The council previously rejected needle exchange in 1996 and 1998, and
Rooke sought a new, nonbinding vote in response to a recent request for
reconsideration by the Springfield Alliance for Needle Exchange (SANE).

Council President Angelo J. Puppolo Jr. said be believes the tie vote
sends the message that other options need to be explored. A majority of
the nine-member council remains opposed to the program, as Councilor
Daniel D. Kelly, an opponent, was absent last night due to illness.

Some representatives of SANE, however, applauded the vote because
Rooke's motion at least failed. Some opponents and supporters of the
needle program said they hope renewed discussion of the AIDS issue will
result from last night's dialogue.

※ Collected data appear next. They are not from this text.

/// The `tools/list` catalogue, in [`TOOL_NAMES`] order.
pub fn catalogue() -> Vec<ToolDescriptor> {
    let element_classes: Vec<&str> = ElementKind::ALL.iter().map(|k| k.table_name()).collect();
    let cases: Vec<&str> = CaseName::ALL.iter().map(|c| c.as_str()).collect();
    vec![
        tool(
            "create_empty_network",
            "Create a new empty power network and make it the current network.",
            json!({
                "name": { "type": "string" },
                "f_hz": { "type": "number", "description": "System frequency in Hz" },
                "sn_mva": { "type": "number", "description": "Per-unit base power in MVA" }
            }),
            &[],
        ),
        tool(
            "create_example_network",
            "Replace the current network with a built-in example case.",
            json!({
                "case": { "type": "string", "enum": cases }
            }),
            &["case"],
        ),
        tool(
            "load_network",
            "Load a network from a .json or .p file.",
            json!({
                "file_path": { "type": "string" }
            }),
            &["file_path"],
        ),
        tool(
            "save_network",
            "Save the current network to a .json file.",
            json!({
                "file_path": { "type": "string" }
            }),
            &["file_path"],
        ),
        tool(
            "add_bus",
            "Add a bus to the current network. Returns the new bus index.",
            json!({
                "name": { "type": "string" },
                "vn_kv": { "type": "number", "description": "Nominal voltage in kV" },
                "type": { "type": "string", "enum": ["b", "n", "e"], "default": "b" },
                "zone": { "type": "string" }
            }),
            &["name", "vn_kv"],
        ),
        tool(
            "add_line",
            "Add a line between two buses using a standard type, e.g. NAYY 4x50 SE, \
             NAYY 4x120 SE, NAYY 4x150 SE. Returns the new line index.",
            json!({
                "from_bus": { "type": "integer", "minimum": 0 },
                "to_bus": { "type": "integer", "minimum": 0 },
                "length": { "type": "number", "description": "Length in km" },
                "std_type": { "type": "string" },
                "name": { "type": "string" }
            }),
            &["from_bus", "to_bus", "length", "std_type"],
        ),
        tool(
            "add_load",
            "Add a constant-power load to a bus. Returns the new load index.",
            json!({
                "bus": { "type": "integer", "minimum": 0 },
                "p_mw": { "type": "number" },
                "q_mvar": { "type": "number", "default": 0.0 },
                "name": { "type": "string" }
            }),
            &["bus", "p_mw"],
        ),
        tool(
            "add_generator",
            "Add a voltage-controlled generator to a bus. Returns the new generator index.",
            json!({
                "bus": { "type": "integer", "minimum": 0 },
                "p_mw": { "type": "number" },
                "vm_pu": { "type": "number", "default": 1.0 },
                "min_q_mvar": { "type": "number" },
                "max_q_mvar": { "type": "number" },
                "name": { "type": "string" }
            }),
            &["bus", "p_mw"],
        ),
        tool(
            "add_ext_grid",
            "Add an external grid (slack) connection to a bus.",
            json!({
                "bus": { "type": "integer", "minimum": 0 },
                "vm_pu": { "type": "number", "default": 1.0 },
                "va_degree": { "type": "number", "default": 0.0 },
                "name": { "type": "string" }
            }),
            &["bus"],
        ),
        tool(
            "add_transformer",
            "Add a two-winding transformer using a standard type.",
            json!({
                "hv_bus": { "type": "integer", "minimum": 0 },
                "lv_bus": { "type": "integer", "minimum": 0 },
                "std_type": { "type": "string" },
                "name": { "type": "string" }
            }),
            &["hv_bus", "lv_bus", "std_type"],
        ),
        tool(
            "add_shunt",
            "Add a shunt to a bus. Values are consumption at 1.0 p.u. voltage.",
            json!({
                "bus": { "type": "integer", "minimum": 0 },
                "p_mw": { "type": "number", "default": 0.0 },
                "q_mvar": { "type": "number" },
                "name": { "type": "string" }
            }),
            &["bus", "q_mvar"],
        ),
        tool(
            "add_switch",
            "Add a switch between a bus and another bus (b), line (l) or transformer (t).",
            json!({
                "bus": { "type": "integer", "minimum": 0 },
                "element": { "type": "integer", "minimum": 0 },
                "et": { "type": "string", "enum": ["b", "l", "t"], "default": "b" },
                "closed": { "type": "boolean", "default": true },
                "name": { "type": "string" }
            }),
            &["bus", "element"],
        ),
        tool(
            "remove_element",
            "Remove an element. Buses still referenced by other elements cannot be removed.",
            json!({
                "element_type": { "type": "string", "enum": element_classes },
                "index": { "type": "integer", "minimum": 0 }
            }),
            &["element_type", "index"],
        ),
        tool(
            "set_in_service",
            "Switch an element in or out of service.",
            json!({
                "element_type": { "type": "string", "enum": element_classes },
                "index": { "type": "integer", "minimum": 0 },
                "in_service": { "type": "boolean" }
            }),
            &["element_type", "index", "in_service"],
        ),
        tool(
            "run_power_flow",
            "Run an AC power flow on the current network.",
            json!({
                "algorithm": { "type": "string", "enum": ["nr", "bfsw"], "default": "nr" },
                "calculate_voltage_angles": { "type": "boolean", "default": true },
                "max_iteration": { "type": "integer", "minimum": 1, "default": 10 },
                "tolerance_mva": { "type": "number", "default": 1e-8 }
            }),
            &[],
        ),
        tool(
            "run_contingency_analysis",
            "Run an N-1 or N-2 outage analysis. The current network is not modified.",
            json!({
                "contingency_type": { "type": "string", "enum": ["N-1", "N-2"], "default": "N-1" },
                "elements": {
                    "type": "array",
                    "items": { "type": "string", "enum": ["line", "trafo"] }
                },
                "vm_min_pu": { "type": "number" },
                "vm_max_pu": { "type": "number" },
                "max_loading_percent": { "type": "number" }
            }),
            &[],
        ),
        tool(
            "get_network_info",
            "Summarize the current network: element counts, result status and validation issues.",
            json!({}),
            &[],
        ),
        tool(
            "list_std_types",
            "List the built-in line or transformer standard types.",
            json!({
                "element_type": { "type": "string", "enum": ["line", "trafo"], "default": "line" }
            }),
            &[],
        ),
    ]
}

The needle program is aimed at
reducing the spread of AIDS by providing clean needles to drug users.

If Rooke's motion had passed, the council would have gone on record
opposed to the needle program, but in favor of drug treatment on demand
as well as education, a methadone clinic and homosexual "partner
notification" to reduce the spread of AIDS.

Councilors Domenic J. Sarno, Timothy J. Ryan, Rooke and Puppolo voted in
favor of Rooke's measure.

Sarno said, "The city needs an infusion of money. It has to start at the
federal and state level."

Councilors Carol J. Lewis Caulton, William T. Foley Jr., Brian A.
Santaniello and Bud L. Williams were opposed to the resolution.
Williams, however, said he continues to oppose the needle program.

In Holyoke, the City Council was scheduled to take up a measure tonight
that would set up a needle-exchange program there.

But the article's sponsor, Ward 2 Councilor Diosdado Lopez, said he will
ask councilors to table the measure until a specific program is
proposed, which would also give councilors a chance to visit a needle
exchange program in Northampton.

In Springfield, supporters urged city councilors to visit the
Northampton program. Such programs also exist in Boston, Cambridge and

Supporters told councilors last night there is extensive research that
backs the success of needle exchange, but Rooke and other opponents
countered by saying they remain unconvinced and believe other avenues
should be pursued, including more funding for drug treatment.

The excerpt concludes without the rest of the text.